Oooh, only blog 2 and I’m going to be controversial already! I will state from the outset that I am going to make huge sweeping generalisations here. There are always exceptions, but let’s go with ‘the norm’ for the purposes of this article. Please bear with me.
This weekend has kept highlighting this issue to me…
Firstly, on my Twitter feed I suddenly started to get lots (and I’m talking almost every other Tweet) showing me those ghastly before and after shots, advertising some slimming aid / tablet / diet (#unfollow!!).
Now, (having worked oh so briefly as a model many moons ago), those shoots are often fake. Shock, gasp, horror! What? The diet industry lie to us?? Surely not. Well folks, you’d be surprised what you can do with a change of clothes, a round of exercise to get your blood pumping, some make up (including shading to men’s abs etc.), clever lighting and a better camera angle. It is quite possible to get a dramatic ‘difference’ within an hour or two. So, I tend to err on the side of not believing that tripe. Besides, if you want to actually lose weight I’m afraid the very boring yet very true old adage must apply ‘eat less, exercise more’. Sounds simple, but oh so tricky to do. I’m mid diet myself at the moment, so I can join the ranks of whingers quite happily.
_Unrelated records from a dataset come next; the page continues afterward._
use axum::{
    Router,
    extract::{Request, State},
    http::HeaderName,
    middleware::{self, Next},
    response::Response,
};
use std::sync::Arc;
use utoipa::OpenApi;
use utoipa_swagger_ui::SwaggerUi;

use tower::ServiceBuilder;
use tower_http::{
    cors::{Any, CorsLayer},
    request_id::{MakeRequestUuid, PropagateRequestIdLayer, SetRequestIdLayer},
    trace::{DefaultOnResponse, TraceLayer},
};
use tracing::{Level, Span};

// --- Module Structure ---

// Collaborators and client-side state stores.
pub mod auth;
pub mod auth_context;
pub mod config;
pub mod error;
pub mod guard;
pub mod handlers;
pub mod models;
pub mod search;
pub mod session;
pub mod storage;
pub mod theme;

// Route groups (Public, Authenticated, Admin).
pub mod routes;
use routes::{admin, authenticated, public};

// --- Public Re-exports ---

pub use auth::{AuthApi, AuthApiState, HttpAuthApi, MockAuthApi};
pub use auth_context::{AuthContext, AuthContextState};
pub use config::AppConfig;
pub use guard::{GuardDirective, GuardState, RouteGuard, decide};
pub use search::{SearchStore, SearchStoreState};
pub use session::{SessionState, SessionStore};
pub use storage::{ClientStorage, FileStorage, MemoryStorage, StorageState};
pub use theme::{ThemeStore, ThemeStoreState};

/// ApiDoc
///
/// OpenAPI description of the shell's pages and JSON endpoints, served at
/// `/api-docs/openapi.json`.
#[derive(OpenApi)]
#[openapi(
    paths(
        handlers::home_page, handlers::search_page, handlers::login_required_page,
        handlers::forbidden_page, handlers::get_session, handlers::login, handlers::register,
        handlers::logout, handlers::open_login_modal, handlers::open_register_modal,
        handlers::close_modal, handlers::update_search, handlers::get_theme, handlers::set_theme,
        handlers::account_page, handlers::creator_page, handlers::editor_page,
        handlers::admin_page, handlers::admin_section_page
    ),
    components(
        schemas(
            models::User, models::Session, models::Credentials, models::RegisterRequest,
            models::RegisterResponse, models::Modal, models::Theme, models::SortOrder,
            models::SearchQuery, models::SearchUpdate, models::PageView, models::SearchView,
            models::LoginOutcome, models::ModalView, models::ThemeView,
        )
    ),
    tags(
        (name = "press-portal", description = "Blog platform presentation shell")
    )
)]
struct ApiDoc;

/// AppState
///
/// Everything a request handler may touch, shared by cheap `Arc` clones.
/// One `AppState` is one visitor's client runtime: a single session, modal,
/// search and theme state.
#[derive(Clone)]
pub struct AppState {
    pub session: SessionState,
    pub auth: AuthContextState,
    pub search: SearchStoreState,
    pub theme: ThemeStoreState,
    pub config: AppConfig,
}

impl AppState {
    /// build
    ///
    /// Wires the stores around the injected auth client and client storage.
    pub fn build(config: AppConfig, api: AuthApiState, storage: StorageState) -> Self {
        let session = Arc::new(SessionStore::new(api, storage.clone()));
        let auth = Arc::new(AuthContext::new(session.clone()));
        Self {
            session,
            auth,
            search: Arc::new(SearchStore::new()),
            theme: Arc::new(ThemeStore::new(storage)),
            config,
        }
    }
}

/// require_authenticated
///
/// Route layer for the reader/creator pages: any logged-in role passes,
/// everyone else is sent to `/400`.
async fn require_authenticated(
    State(state): State<AppState>,
    request: Request,
    next: Next,
) -> Response {
    guard::enforce(&state, GuardDirective::authenticated(), request, next).await
}

/// require_admin
///
/// Route layer for the admin center: role 1 only, everyone else to `/403`.
async fn require_admin(State(state): State<AppState>, request: Request, next: Next) -> Response {
    guard::enforce(&state, GuardDirective::admin(), request, next).await
}

/// create_router
///
/// Assembles the page and API routes, puts each protected group behind its
/// guard layer and adds the request-id/tracing/CORS stack.
pub fn create_router(state: AppState) -> Router {
    // 1. CORS Configuration
    let cors = CorsLayer::new()
        .allow_methods(Any)
        .allow_origin(Any)
        .allow_headers(Any);

    let x_request_id = HeaderName::from_static("x-request-id");

    // 2. Base Router Assembly
    let base_router = Router::new()
        .merge(SwaggerUi::new("/swagger-ui").url("/api-docs/openapi.json", ApiDoc::openapi()))
        .merge(public::public_routes())
        .merge(
            authenticated::authenticated_routes().route_layer(middleware::from_fn_with_state(
                state.clone(),
                require_authenticated,
            )),
        )
        .merge(
            admin::admin_routes()
                .route_layer(middleware::from_fn_with_state(state.clone(), require_admin)),
        )
        .with_state(state);

    // 3. Observability and Correlation Layers
    base_router
        .layer(
            ServiceBuilder::new()
                .layer(SetRequestIdLayer::new(x_request_id.clone(), MakeRequestUuid))
                .layer(
                    TraceLayer::new_for_http()
                        .make_span_with(trace_span_logger)
                        .on_response(
                            DefaultOnResponse::new()
                                .level(Level::INFO)
                                .latency_unit(tower_http::LatencyUnit::Millis),
                        ),
                )
                .layer(PropagateRequestIdLayer::new(x_request_id)),
        )
        .layer(cors)
}

/// trace_span_logger
///
/// Span for every request, correlated by the generated `x-request-id`.
fn trace_span_logger(request: &axum::http::Request<axum::body::Body>) -> Span {
    let request_id = request
        .headers()
        .get("x-request-id")
        .and_then(|value| value.to_str().ok())
        .unwrap_or("unknown");

    tracing::info_span!(
        "http_request",
        method = ?request.method(),
        uri = ?request.uri(),
        req_id = %request_id,
    )
}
Secondly, the fashion industry as a whole uses the ‘size zero’ model. This is why my own modelling career was short lived by the way; I was a UK size 8 (6 in the US) back then. How obese!? Now, the current average size of women in the UK is a size 16 (rightly or wrongly). This has gone up from a size 14 in the year 2,000, and that was up from a size 12 in the decade prior to that. I am not going to enter the dangerous debate of judging those sizes at all. There are some healthy people of all sizes, and unhealthy people of all sizes. Plus it is very dependent on your height too. But we all know there comes a point when you are actually obese or severely underweight (both ends of the spectrum are hazardous), and this will start becoming a danger to your health. See, I’m starting to digress already! My point is that the average UK woman at the present time is 5ft 3 in height, weighs 11 stone and wears a (UK) size 16. Now, to the modelling industry this is called a “plus sized model”. Actually, the plus sized model tends to fit in the 12-14 dress size category.
The industry’s own models have to be at least 5ft 8 for a start. But you’d be hard pushed to find one below 5ft 9. Their age tends to range from 16-21. The fashion model measurements mean at largest a size 4 is the ‘ideal’.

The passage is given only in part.